Uno de los supuestos logros que más proclamó el PLD durante toda su gestión de gobierno fue el haber logrado la transición de un país mayoritariamente pobre a un país de clase media. Para finales del 2018, Danilo Medina proclamaba que aproximadamente el 30% de la población ya era clase media, respaldando sus afirmaciones en el índice de ingresos establecidos por el BID (cuestión que no trataremos en el presente artículo). Sin embargo, al finalizar la gestión del partido morado, la vulnerabilidad económica de la mayor parte de la población se hizo evidente.

Esto no se debe sólo a las crisis internacionales y nacionales como los problemas comerciales entre China y Estados Unidos, o el COVID-19, sino a una ficción creada por el partido de turno con el objetivo de perpetuarse en el poder. El discurso sobre la clase media fue un dispositivo de manipulación política que estaba fundamentado en el gasto público.

A través de la ley 68-20, se modificó el proyecto de ley del Presupuesto General del Estado para el 2020. La justificación de dicha modificación fue la desfavorable situación económica que había generado el impacto del coronavirus en el país. En las modificaciones de dicha ley, el artículo 2 establece que al gobierno central se le aprobaba un monto de RD$1,070,312,255,666(algo interesante es que, en la distribución presupuestaria, a la Presidencia de la República se le diera un total de RD$25,043,976,103 mientras que al Ministerio de Salud Pública sólo se le aprobaran RD$ 4,689,885,520).

La clase media del PLD es aquella que fortalece la corrupción y la impunidad porque hace que la ciudadanía dependa de los sueldos del Estado

Para muchos es normal que el gasto público aumente, entendiendo que hay distintos factores que intervienen, tales como la inflación o el aumento de las instituciones públicas que hacen falta para el funcionamiento del Estado. Pero lo cierto es que desde el 1991 hasta el 2018, el gasto público ha aumentado nueve veces más de lo que ha aumentado el PIB[1]. Y aunque el PIB no se utiliza para pagar la deuda del Estado (para eso están los impuestos), es necesario resaltar que no sólo ha aumentado el PIB, sino que las deudas se han multiplicado y, además, los salarios en el sector privado se mantienen estancados.

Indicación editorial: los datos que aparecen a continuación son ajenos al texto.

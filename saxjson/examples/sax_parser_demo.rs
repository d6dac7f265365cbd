// Example demonstrating SaxParser with an indenting event printer

use std::convert::Infallible;

use saxjson::{ChunkReader, Event, SaxHandler, SaxParseError, SaxParser};

/// Prints every event, indented by container depth
struct JsonEventPrinter {
    indent: usize,
    event_count: usize,
}

impl JsonEventPrinter {
    fn new() -> Self {
        Self {
            indent: 0,
            event_count: 0,
        }
    }

    fn indent_str(&self) -> String {
        "  ".repeat(self.indent)
    }
}

impl SaxHandler for JsonEventPrinter {
    type Error = Infallible;

    fn handle_event(&mut self, event: Event<'_>) -> Result<(), Infallible> {
        self.event_count += 1;

        match event {
            Event::ObjectEnd | Event::ArrayEnd => {
                self.indent = self.indent.saturating_sub(1);
                println!("{}{}", self.indent_str(), event);
            }
            Event::ObjectStart | Event::ArrayStart => {
                println!("{}{}", self.indent_str(), event);
                self.indent += 1;
            }
            _ => println!("{}{}", self.indent_str(), event),
        }
        Ok(())
    }
}

fn main() -> Result<(), SaxParseError<Infallible>> {
    println!("SaxParser Demo - event-driven JSON processing");
    println!("=============================================");
    println!();

    let json = r#"{ "name": "saxjson", "version": 0.1, "tags": ["fast", "no_std"],
        "nested": { "data": [1, 2.5, true, null] } }"#;

    println!("Input JSON: {}", json);
    println!("Total size: {} bytes", json.len());
    println!();

    // Small chunks show that reads may split tokens anywhere
    let chunk_size = 7;
    println!("Reading {} bytes at a time:", chunk_size);
    println!();

    let mut printer = JsonEventPrinter::new();
    let reader = ChunkReader::new(json.as_bytes(), chunk_size);
    SaxParser::new(reader, &mut printer).parse()?;

    println!();
    println!("Processed {} events", printer.event_count);

    Ok(())
}
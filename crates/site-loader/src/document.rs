//! Wire representation of the dataset document.

use serde::Deserialize;
use site_core::{
    DatasetBuilder, DatasetError, DatasetOptions, Dimensions, LayoutDataset, Objective, PathSpec,
};

/// Top-level dataset document.
///
/// Missing lists are treated as empty. `site_area` is optional and derived
/// from the building footprints when absent.
#[derive(Debug, Deserialize)]
pub(crate) struct DatasetDocument {
    #[serde(default)]
    buildings: Vec<BuildingEntry>,
    #[serde(default)]
    paths: Vec<PathEntry>,
    #[serde(default)]
    objectives: Vec<Objective>,
    #[serde(default)]
    site_area: Option<f64>,
}

#[derive(Debug, Deserialize)]
struct BuildingEntry {
    name: String,
    #[serde(rename = "type")]
    building_type: String,
    dimensions: Dimensions,
}

#[derive(Debug, Deserialize)]
struct PathEntry {
    name: String,
    between: [String; 2],
    width: f64,
    min_length: f64,
    max_length: f64,
    #[serde(rename = "type")]
    path_type: String,
}

impl DatasetDocument {
    /// Resolve names and assemble the dataset.
    pub(crate) fn into_dataset(self, options: DatasetOptions) -> Result<LayoutDataset, DatasetError> {
        let mut builder = DatasetBuilder::with_options(options).site_area(self.site_area);

        for entry in self.buildings {
            builder.add_building(entry.name, entry.building_type, entry.dimensions)?;
        }

        for entry in self.paths {
            let [from, to] = entry.between;
            let spec = PathSpec::new(entry.name, from, to)
                .with_width(entry.width)
                .with_lengths(entry.min_length, entry.max_length)
                .with_type(entry.path_type);
            builder.add_path(spec)?;
        }

        for objective in self.objectives {
            builder.add_objective(objective.name, objective.description);
        }

        Ok(builder.build())
    }
}
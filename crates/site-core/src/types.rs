//! Core value types for the site model.

use std::fmt;

/// Unique identifier for buildings.
///
/// Ids are assigned 1-based in the order buildings are declared.
#[derive(Debug, Clone, Copy, PartialEq, Eq, PartialOrd, Ord, Hash)]
#[cfg_attr(feature = "serde", derive(serde::Serialize, serde::Deserialize))]
pub struct BuildingId(pub u32);

impl fmt::Display for BuildingId {
    fn fmt(&self, f: &mut fmt::Formatter<'_>) -> fmt::Result {
        write!(f, "{}", self.0)
    }
}

/// Width and height of a rectangular footprint.
///
/// Serialized as a `[width, height]` pair.
#[derive(Debug, Clone, Copy, PartialEq, Default)]
#[cfg_attr(feature = "serde", derive(serde::Serialize, serde::Deserialize))]
#[cfg_attr(feature = "serde", serde(from = "[f64; 2]", into = "[f64; 2]"))]
pub struct Dimensions {
    pub width: f64,
    pub height: f64,
}

impl Dimensions {
    pub const fn new(width: f64, height: f64) -> Self {
        Self { width, height }
    }

    /// Footprint area (width x height).
    pub fn area(&self) -> f64 {
        self.width * self.height
    }

    /// Both sides are finite and non-negative.
    pub fn is_valid(&self) -> bool {
        self.width.is_finite() && self.height.is_finite() && self.width >= 0.0 && self.height >= 0.0
    }
}

impl From<[f64; 2]> for Dimensions {
    fn from([width, height]: [f64; 2]) -> Self {
        Self { width, height }
    }
}

impl From<Dimensions> for [f64; 2] {
    fn from(d: Dimensions) -> Self {
        [d.width, d.height]
    }
}
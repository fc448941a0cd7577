//! Initial placement: one row, largest building first.

use glam::DVec2;
use site_core::{LayoutDataset, LayoutError};

use crate::metrics::{self, order_by_area};
use crate::solution::{Positions, Solution};

/// Generate the initial placement of a dataset.
///
/// Buildings are laid out left to right along `y = 0` in descending order of
/// area, each one starting where the previous one ends. No clearance is left
/// between neighbours.
pub fn generate_initial_solution(dataset: &LayoutDataset) -> Result<Solution, LayoutError> {
    let order = order_by_area(dataset.buildings());

    let mut positions = Positions::with_capacity(order.len());
    let mut current_x = 0.0;
    for building in &order {
        positions.insert(building.id, DVec2::new(current_x, 0.0));
        current_x += building.width();
    }

    metrics::evaluate(dataset, &order, positions)
}
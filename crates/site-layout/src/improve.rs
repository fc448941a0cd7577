//! Local improvement: bring the largest building's partner next to it.

use glam::DVec2;
use site_core::{LayoutDataset, LayoutError};

use crate::metrics::{self, order_by_area};
use crate::solution::Solution;

/// Improve a placement by moving one connected building.
///
/// The anchor is the building with the largest footprint. The first path
/// touching the anchor selects a partner, which is stacked directly above
/// the anchor with exactly the path's `min_length` between them. Every other
/// building keeps its position from `prior`.
///
/// The move does not check `max_length` and does not check for new overlaps.
/// When no path touches the anchor, `prior` is returned unchanged.
pub fn improve_solution(dataset: &LayoutDataset, prior: &Solution) -> Result<Solution, LayoutError> {
    let order = order_by_area(dataset.buildings());
    let Some(anchor) = order.first().copied() else {
        return Ok(prior.clone());
    };

    let Some(main_path) = dataset.connections().iter().find(|c| c.touches(anchor.id)) else {
        log::info!(
            "no path touches anchor '{}', keeping the prior placement",
            anchor.name
        );
        return Ok(prior.clone());
    };
    let partner = main_path.partner_of(anchor.id);

    let anchor_origin = prior
        .position(anchor.id)
        .ok_or(LayoutError::MissingPosition { id: anchor.id })?;
    let target = DVec2::new(
        anchor_origin.x,
        anchor_origin.y + anchor.height() + main_path.min_length,
    );

    log::debug!(
        "moving building {} above anchor '{}' via path '{}' to ({}, {})",
        partner,
        anchor.name,
        main_path.name,
        target.x,
        target.y
    );

    let mut positions = prior.positions().clone();
    positions.insert(partner, target);

    metrics::evaluate(dataset, &order, positions)
}
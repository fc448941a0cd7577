//! Geometry and metrics kernel.
//!
//! All functions here are pure. They take buildings in a fixed order (the
//! order that indexes the distance matrix) plus a position per building id.

use std::cmp::Ordering;
use std::ops::Index;

use glam::DVec2;
use site_core::{Building, BuildingId, Connection, LayoutDataset, LayoutError};

use crate::bounds::Bounds;
use crate::solution::{Positions, Solution};

/// Buildings sorted by footprint area, largest first.
///
/// The sort is stable: buildings of equal area keep their dataset order.
/// `-0.0` and `0.0` compare equal. Both placement steps index their distance
/// matrices by this order.
pub fn order_by_area(buildings: &[Building]) -> Vec<&Building> {
    let mut order: Vec<&Building> = buildings.iter().collect();
    // Areas are finite once a dataset is built.
    order.sort_by(|a, b| b.area().partial_cmp(&a.area()).unwrap_or(Ordering::Equal));
    order
}

/// Square matrix of center-to-center distances.
#[derive(Debug, Clone, Default, PartialEq)]
pub struct DistanceMatrix {
    size: usize,
    values: Vec<f64>,
}

impl DistanceMatrix {
    /// Number of rows (and columns).
    pub fn len(&self) -> usize {
        self.size
    }

    pub fn is_empty(&self) -> bool {
        self.size == 0
    }

    /// Get the distance between the buildings at order positions `i` and `j`.
    pub fn get(&self, i: usize, j: usize) -> Option<f64> {
        if i < self.size && j < self.size {
            Some(self.values[i * self.size + j])
        } else {
            None
        }
    }

    /// Get one row of the matrix.
    pub fn row(&self, i: usize) -> &[f64] {
        &self.values[i * self.size..(i + 1) * self.size]
    }

    /// Iterate over the rows.
    pub fn rows(&self) -> impl Iterator<Item = &[f64]> {
        // chunks(0) panics, and an empty matrix has no rows anyway.
        self.values.chunks(self.size.max(1))
    }
}

impl Index<(usize, usize)> for DistanceMatrix {
    type Output = f64;

    fn index(&self, (i, j): (usize, usize)) -> &f64 {
        assert!(i < self.size && j < self.size, "distance matrix index out of range");
        &self.values[i * self.size + j]
    }
}

/// Area usage of a placement.
#[derive(Debug, Clone, Copy, Default, PartialEq)]
pub struct AreaMetrics {
    /// Sum of all building footprints
    pub used_area: f64,
    /// Site area minus used area; 0 when the site area is not positive
    pub free_area: f64,
    /// Used area divided by site area; 0 when the site area is zero
    pub utilization_factor: f64,
}

/// Compute the distance matrix between building centers.
///
/// `D[i][j]` is the Euclidean distance between the centers of `order[i]`
/// and `order[j]`; the diagonal is exactly zero.
pub fn distance_matrix(
    order: &[&Building],
    positions: &Positions,
) -> Result<DistanceMatrix, LayoutError> {
    let centers = order
        .iter()
        .map(|b| center_of(b, positions))
        .collect::<Result<Vec<_>, _>>()?;

    let size = centers.len();
    if size == 0 {
        return Ok(DistanceMatrix::default());
    }

    let mut values = vec![0.0; size * size];

    #[cfg(feature = "parallel")]
    {
        use rayon::prelude::*;
        values
            .par_chunks_mut(size)
            .enumerate()
            .for_each(|(i, row)| fill_row(&centers, i, row));
    }

    #[cfg(not(feature = "parallel"))]
    for (i, row) in values.chunks_mut(size).enumerate() {
        fill_row(&centers, i, row);
    }

    Ok(DistanceMatrix { size, values })
}

/// Sum of the matrix distances between the endpoints of every connection.
pub fn total_path_distance(
    order: &[&Building],
    matrix: &DistanceMatrix,
    connections: &[Connection],
) -> Result<f64, LayoutError> {
    let mut total = 0.0;
    for connection in connections {
        let [a, b] = connection.between;
        let i = index_in(order, a)?;
        let j = index_in(order, b)?;
        total += matrix[(i, j)];
    }
    Ok(total)
}

/// Compute used area, free area and utilization against `site_area`.
///
/// A non-positive site area is tolerated: free area becomes 0, and
/// utilization becomes 0 when the site area is exactly zero. A negative free
/// area (more footprint than site) is reported as is.
pub fn area_metrics(order: &[&Building], site_area: f64) -> AreaMetrics {
    let used_area = order.iter().fold(0.0, |acc, b| acc + b.area());
    let free_area = if site_area > 0.0 {
        site_area - used_area
    } else {
        0.0
    };
    let utilization_factor = if site_area != 0.0 {
        used_area / site_area
    } else {
        0.0
    };

    AreaMetrics {
        used_area,
        free_area,
        utilization_factor,
    }
}

/// Run the whole kernel and package the result as a [`Solution`].
pub(crate) fn evaluate(
    dataset: &LayoutDataset,
    order: &[&Building],
    positions: Positions,
) -> Result<Solution, LayoutError> {
    let matrix = distance_matrix(order, &positions)?;
    let total_distance_paths = total_path_distance(order, &matrix, dataset.connections())?;
    let area = area_metrics(order, dataset.site_area());

    Ok(Solution::new(
        order.iter().map(|b| b.id).collect(),
        positions,
        matrix,
        total_distance_paths,
        area,
    ))
}

fn center_of(building: &Building, positions: &Positions) -> Result<DVec2, LayoutError> {
    let origin = positions
        .get(&building.id)
        .copied()
        .ok_or(LayoutError::MissingPosition { id: building.id })?;
    Ok(Bounds::of_building(building, origin).center())
}

fn fill_row(centers: &[DVec2], i: usize, row: &mut [f64]) {
    for (j, cell) in row.iter_mut().enumerate() {
        *cell = if i == j {
            0.0
        } else {
            let d = centers[i] - centers[j];
            d.x.hypot(d.y)
        };
    }
}

fn index_in(order: &[&Building], id: BuildingId) -> Result<usize, LayoutError> {
    order
        .iter()
        .position(|b| b.id == id)
        .ok_or(LayoutError::UnknownBuilding { id })
}
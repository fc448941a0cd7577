//! Axis-aligned footprint rectangles.
//!
//! Site coordinates have y pointing up: a footprint's origin is its
//! lower-left corner.

use glam::DVec2;
use site_core::Building;

/// Axis-aligned rectangle anchored at its lower-left corner.
#[derive(Debug, Clone, Copy, Default, PartialEq)]
pub struct Bounds {
    pub x: f64,
    pub y: f64,
    pub width: f64,
    pub height: f64,
}

impl Bounds {
    /// Create bounds with position and size.
    pub fn new(x: f64, y: f64, width: f64, height: f64) -> Self {
        Self { x, y, width, height }
    }

    /// Footprint of a building placed at `origin`.
    pub fn of_building(building: &Building, origin: DVec2) -> Self {
        Self::new(origin.x, origin.y, building.width(), building.height())
    }

    /// Get the right edge (x + width).
    pub fn right(&self) -> f64 {
        self.x + self.width
    }

    /// Get the top edge (y + height).
    pub fn top(&self) -> f64 {
        self.y + self.height
    }

    /// Geometric center.
    pub fn center(&self) -> DVec2 {
        DVec2::new(self.x + self.width / 2.0, self.y + self.height / 2.0)
    }

    /// Compute intersection with another bounds.
    ///
    /// Rectangles that only share an edge do not intersect.
    pub fn intersect(&self, other: &Bounds) -> Option<Bounds> {
        let x1 = self.x.max(other.x);
        let y1 = self.y.max(other.y);
        let x2 = self.right().min(other.right());
        let y2 = self.top().min(other.top());

        if x1 < x2 && y1 < y2 {
            Some(Bounds::new(x1, y1, x2 - x1, y2 - y1))
        } else {
            None
        }
    }

    /// Whether the two rectangles share a region of positive area.
    pub fn overlaps(&self, other: &Bounds) -> bool {
        self.intersect(other).is_some()
    }

    /// Compute union (bounding box) with another bounds.
    pub fn union(&self, other: &Bounds) -> Bounds {
        let x1 = self.x.min(other.x);
        let y1 = self.y.min(other.y);
        let x2 = self.right().max(other.right());
        let y2 = self.top().max(other.top());
        Bounds::new(x1, y1, x2 - x1, y2 - y1)
    }
}

#[cfg(test)]
mod tests {
    use super::*;

    #[test]
    fn test_bounds_center() {
        let b = Bounds::new(10.0, 0.0, 5.0, 5.0);
        assert_eq!(b.center(), DVec2::new(12.5, 2.5));
        assert_eq!(b.right(), 15.0);
        assert_eq!(b.top(), 5.0);
    }

    #[test]
    fn test_bounds_intersection() {
        let a = Bounds::new(0.0, 0.0, 100.0, 100.0);
        let b = Bounds::new(50.0, 50.0, 100.0, 100.0);
        let intersection = a.intersect(&b).unwrap();
        assert!((intersection.x - 50.0).abs() < 0.001);
        assert!((intersection.y - 50.0).abs() < 0.001);
        assert!((intersection.width - 50.0).abs() < 0.001);
        assert!((intersection.height - 50.0).abs() < 0.001);
    }

    #[test]
    fn test_touching_edges_do_not_overlap() {
        let a = Bounds::new(0.0, 0.0, 10.0, 10.0);
        let b = Bounds::new(10.0, 0.0, 5.0, 5.0);
        let c = Bounds::new(0.0, 10.0, 5.0, 5.0);
        assert!(!a.overlaps(&b));
        assert!(!a.overlaps(&c));
    }

    #[test]
    fn test_bounds_union() {
        let a = Bounds::new(0.0, 0.0, 10.0, 10.0);
        let b = Bounds::new(0.0, 12.0, 5.0, 5.0);
        let u = a.union(&b);
        assert_eq!(u, Bounds::new(0.0, 0.0, 10.0, 17.0));
    }
}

En la publicación del Banco Mundial titulada "Cuando no basta el crecimiento. Razones de la rigidez de la pobreza en la República Dominicana" se señalan tres razones fundamentales por las cuales el crecimiento económico no ha logrado tenido mejores resultados para la sociedad dominicana. La tercera de esas razones se refiere al gasto público en sus dos dimensiones: en los ingresos, el Estado dominicano no logra establecer políticas fiscales eficaces para que la recaudación de impuestos sea más amplia y genere mayores ingresos al Estado; y los gastos, los cuales han aumentado dramáticamente, teniendo el Estado que recurrir a préstamos internacionales para poder asumirlos (como es el caso de los US$650 millones prestados por el FMI a inicios de este año). Para nadie es un secreto que la reforma fiscal que tenemos pendiente desde hace varios años no se ha realizado por dos razones fundamentales: la primera es porque hay intereses de sectores de poder y la segunda, quizás la más importante, es porque la mayor parte de la población no podría resistir esa carga tributaria manteniendo los ingresos que se tienen hasta el momento.

Por lo tanto, tenemos un país cuyos anteriores gobernantes afirmaban que era de clase media, pero que no resiste una reforma fiscal y que su aparato estatal es la principal fuente de endeudamiento. Endeudamiento que se comprende mejor cuando le echamos una ojeadita a las nóminas del Estado y a la cantidad de instituciones creadas para proveer empleos sin que fueran productivos para el país (por lo tanto, botellas). Entonces, la clase media del PLD es la clase media de las botellas; la clase media cuyos ingresos estaban fundamentados en las nóminas de las instituciones públicas y que ante cualquier vulnerabilidad del Estado retornaría al estado económico y social de pobreza.

La clase media del PLD es aquella que fortalece la corrupción y la impunidad porque hace que la ciudadanía dependa de los sueldos del Estado. Por lo tanto, sin negar el avance de muchos sectores de la vida económica nacional, no podemos seguir consintiendo este tipo de políticas. No se puede consentir que el aparato estatal asuma el papel de empleador de la ciudadanía. Es necesario estar vigilantes, asumir que estamos en un país pobre y trabajar por el crecimiento de una verdadera clase media haciendo las reformas que sean necesarias.